Yasmine Hamdan - Al JamilatDans le sublime poème vampirique de Jim Jarmusch, Only Lovers Left Alive, Yasmine Hamdan apparaissait comme par magie, à Tanger ; chanteuse intemporelle, Libanaise à la voix totalement charmeuse. L’artiste semblait sortir de nulle part, comme si les époques n’avaient aucune emprise sur sa façon de concevoir la musique – du reste, on suppose que Jarmusch, tombé sous le charme lors d’un concert, incorpora Yasmine à son film pour cette dernière raison : quoi de mieux qu’une musicienne hors mode, contemporaine, cosmopolite, pour signifier l’éternité, la transmission artistique, le dialogue entre chaque pays du monde ?

Jim, comme toujours, voyait juste : Yasmine Hamdan, qui habite dorénavant Paris, parle un langage musical commun à tous, mais elle refuse de se positionner sur un quelconque mouvement, sur un style qu’il serait trop simple d’identifier en divers accords facilement interprétables. Et à l’instar de Ya Nass (en 2013), Al Jamilat est un (très grand) disque qui emmagasine les différentes cultures, donc les nombreuses existences, de l’auteure compositrice.

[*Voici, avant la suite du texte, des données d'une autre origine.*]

//! Write-back of the dealiased velocity planes.

use ndarray::{Array2, Array3};

use boreas_odim::quantize::{quantize, quantize_quality, QUALITY_GAIN};
use boreas_odim::{require_attr, AttrValue, OdimWriter};
use boreas_volume::Moment;

use crate::error::DealiasError;

/// Writes the dealiased cube back over the original velocity planes, one
/// elevation at a time, together with a quality plane marking which gates
/// were unfolded.
pub fn write_dealiased(
    vrad: &Moment,
    dvrads: &Array3<f64>,
    out: &mut dyn OdimWriter,
) -> Result<(), DealiasError> {
    for (e, dataset) in vrad.datasets.iter().enumerate() {
        let naz = vrad.naz[e];
        let nr = vrad.nr[e];
        let field = Array2::from_shape_fn((naz, nr), |(a, r)| dvrads[[e, a, r]]);

        let data_what = format!("{dataset}/data1/what");
        let nodata = require_attr(out, &data_what, "nodata").map_err(DealiasError::from)?;
        let encoded = quantize(&field, nodata as u8);
        out.write_attr(&data_what, "gain", AttrValue::Double(encoded.gain))?;
        out.write_attr(&data_what, "offset", AttrValue::Double(encoded.offset))?;
        out.write_dataset(&format!("{dataset}/data1"), "data", &encoded.bytes)?;

        let quality = field.map(|v| if v.is_nan() { f64::NAN } else { 1.0 });
        let encoded_quality = quantize_quality(&quality);
        let quality_what = format!("{dataset}/quality1/what");
        out.write_attr(&quality_what, "gain", AttrValue::Double(QUALITY_GAIN))?;
        out.write_attr(&quality_what, "offset", AttrValue::Double(0.0))?;
        out.write_attr(
            &format!("{dataset}/quality1/how"),
            "task",
            AttrValue::from("dealiasing"),
        )?;
        out.write_dataset(
            &format!("{dataset}/quality1"),
            "data",
            &encoded_quality.bytes,
        )?;
    }
    Ok(())
}

#[cfg(test)]
mod tests {
    use super::*;
    use approx::assert_relative_eq;
    use boreas_odim::MemoryOdim;
    use boreas_volume::SweepGeometry;

    fn vrad_sweep() -> Moment {
        Moment::with_geometry(&[SweepGeometry {
            dataset: "dataset1".into(),
            elangle: 0.0,
            naz: 2,
            nr: 3,
            rstart: 0.0,
            rscale: 500.0,
            vny: 10.0,
        }])
    }

    fn seeded_file() -> MemoryOdim {
        let mut file = MemoryOdim::new();
        file.write_attr("dataset1/data1/what", "nodata", AttrValue::Double(255.0))
            .unwrap();
        file
    }

    #[test]
    fn writes_planes_and_attributes() {
        let vrad = vrad_sweep();
        let mut dvrads = Array3::from_elem((1, 2, 3), f64::NAN);
        dvrads[[0, 0, 0]] = -12.0;
        dvrads[[0, 1, 2]] = 18.0;
        let mut file = seeded_file();

        write_dealiased(&vrad, &dvrads, &mut file).unwrap();

        let data = file.dataset("dataset1/data1", "data").unwrap();
        assert_eq!(data.dim(), (2, 3));
        // Undefined gates carry the nodata byte.
        assert_eq!(data[[0, 1]], 255);

        let gain = file.read_attr("dataset1/data1/what", "gain").unwrap();
        let offset = file.read_attr("dataset1/data1/what", "offset").unwrap();
        let decoded = gain * f64::from(data[[0, 0]]) + offset;
        assert!((decoded - -12.0).abs() <= gain);

        let quality = file.dataset("dataset1/quality1", "data").unwrap();
        assert_eq!(quality[[0, 0]], 255);
        assert_eq!(quality[[0, 1]], 0);
        assert_eq!(quality[[1, 2]], 255);
        assert_relative_eq!(
            file.read_attr("dataset1/quality1/what", "gain").unwrap(),
            QUALITY_GAIN
        );
        assert_eq!(
            file.attr("dataset1/quality1/how", "task"),
            Some(&AttrValue::from("dealiasing"))
        );
    }

    #[test]
    fn missing_nodata_is_an_error() {
        let vrad = vrad_sweep();
        let dvrads = Array3::from_elem((1, 2, 3), f64::NAN);
        let mut file = MemoryOdim::new();
        let err = write_dealiased(&vrad, &dvrads, &mut file).unwrap_err();
        assert!(matches!(err, DealiasError::Output(_)));
    }
}
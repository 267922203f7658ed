//! Equivalent-Earth beam-height map.
//!
//! Beam propagation under mean refractivity is modelled by inflating the
//! Earth radius by 4/3, after which rays travel in straight lines. The
//! height of a gate at slant range `r` and elevation `θ` above a radar at
//! height `h0` is then
//!
//! ```text
//! z(θ, r) = sqrt(r² + (KR)² + 2·r·KR·sin θ) − (KR − h0)
//! ```

use ndarray::Array3;

use crate::moment::Moment;

/// Earth radius used by the equivalent-Earth model, meters.
pub const EARTH_RADIUS: f64 = 6_371_200.0;

/// Equivalent-Earth radius inflation factor.
pub const EQUIVALENT_EARTH_FACTOR: f64 = 4.0 / 3.0;

/// Computes gate heights for every valid `(elevation, azimuth, range)`
/// cell of `moment` and stores them in `moment.zs`.
///
/// `site_height` is the radar feedhorn height above sea level in meters.
/// Padded cells keep NaN.
pub fn fill_heights(moment: &mut Moment, site_height: f64) {
    let dim = moment.meas.dim();
    let mut zs = Array3::from_elem(dim, f64::NAN);
    let kr = EQUIVALENT_EARTH_FACTOR * EARTH_RADIUS;
    let kr_sq = kr * kr;
    let kr_h = kr - site_height;
    for e in 0..moment.nel() {
        let two_kr_sin = 2.0 * kr * moment.elangles[e].sin();
        for a in 0..moment.naz[e] {
            for r in 0..moment.nr[e] {
                let range = moment.ranges[e][r];
                zs[[e, a, r]] = (range * range + kr_sq + range * two_kr_sin).sqrt() - kr_h;
            }
        }
    }
    moment.zs = Some(zs);
}
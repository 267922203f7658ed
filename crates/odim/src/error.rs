//! Error type for output-file operations.

/// Error type for all fallible operations against an ODIM output file.
#[derive(Debug, Clone, thiserror::Error)]
pub enum OdimError {
    /// Returned when a required attribute is absent from the file.
    #[error("missing attribute {name} at {path}")]
    MissingAttribute {
        /// Group path the attribute was looked up under.
        path: String,
        /// Attribute name.
        name: String,
    },

    /// Returned when the backing store rejects a write.
    #[error("write to {path} failed: {reason}")]
    WriteFailed {
        /// Group path of the rejected write.
        path: String,
        /// Backend-specific failure description.
        reason: String,
    },
}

Yasmine Hamdan détient un talent rare : elle « vampirise » les étiquettes mais réussit toujours à convoquer l’évidence, le naturel. Une logique se ressent, et émeut, dans Al Jamilat (Crammed Discs) : les contours s’affirment pop (tube sur tube sur tube), mais l’écriture insiste sur une volonté d’épure (qui tend parfois vers la possibilité folk – au passage, il faut acclamer la production hyper gracieuse de Luke Smith et Leo Abrahams, qui reprennent, et développent ici, leurs précédentes expérimentations en compagnie de Depeche Mode, Lily Allen et Brian Eno).

Al Jamilat est donc un disque que l’on pourrait ranger aux côtés de certains travaux de Leila  (Like Weather), Eno (Another Green World, My Life in the Bush of Ghosts), Gorillaz ou Foals : l’abolition des frontières est une chose acquise, un espoir qui s’exprime (avant tout) d’un point de vue musical. Al Jamilat est un album qui donne de l’espoir.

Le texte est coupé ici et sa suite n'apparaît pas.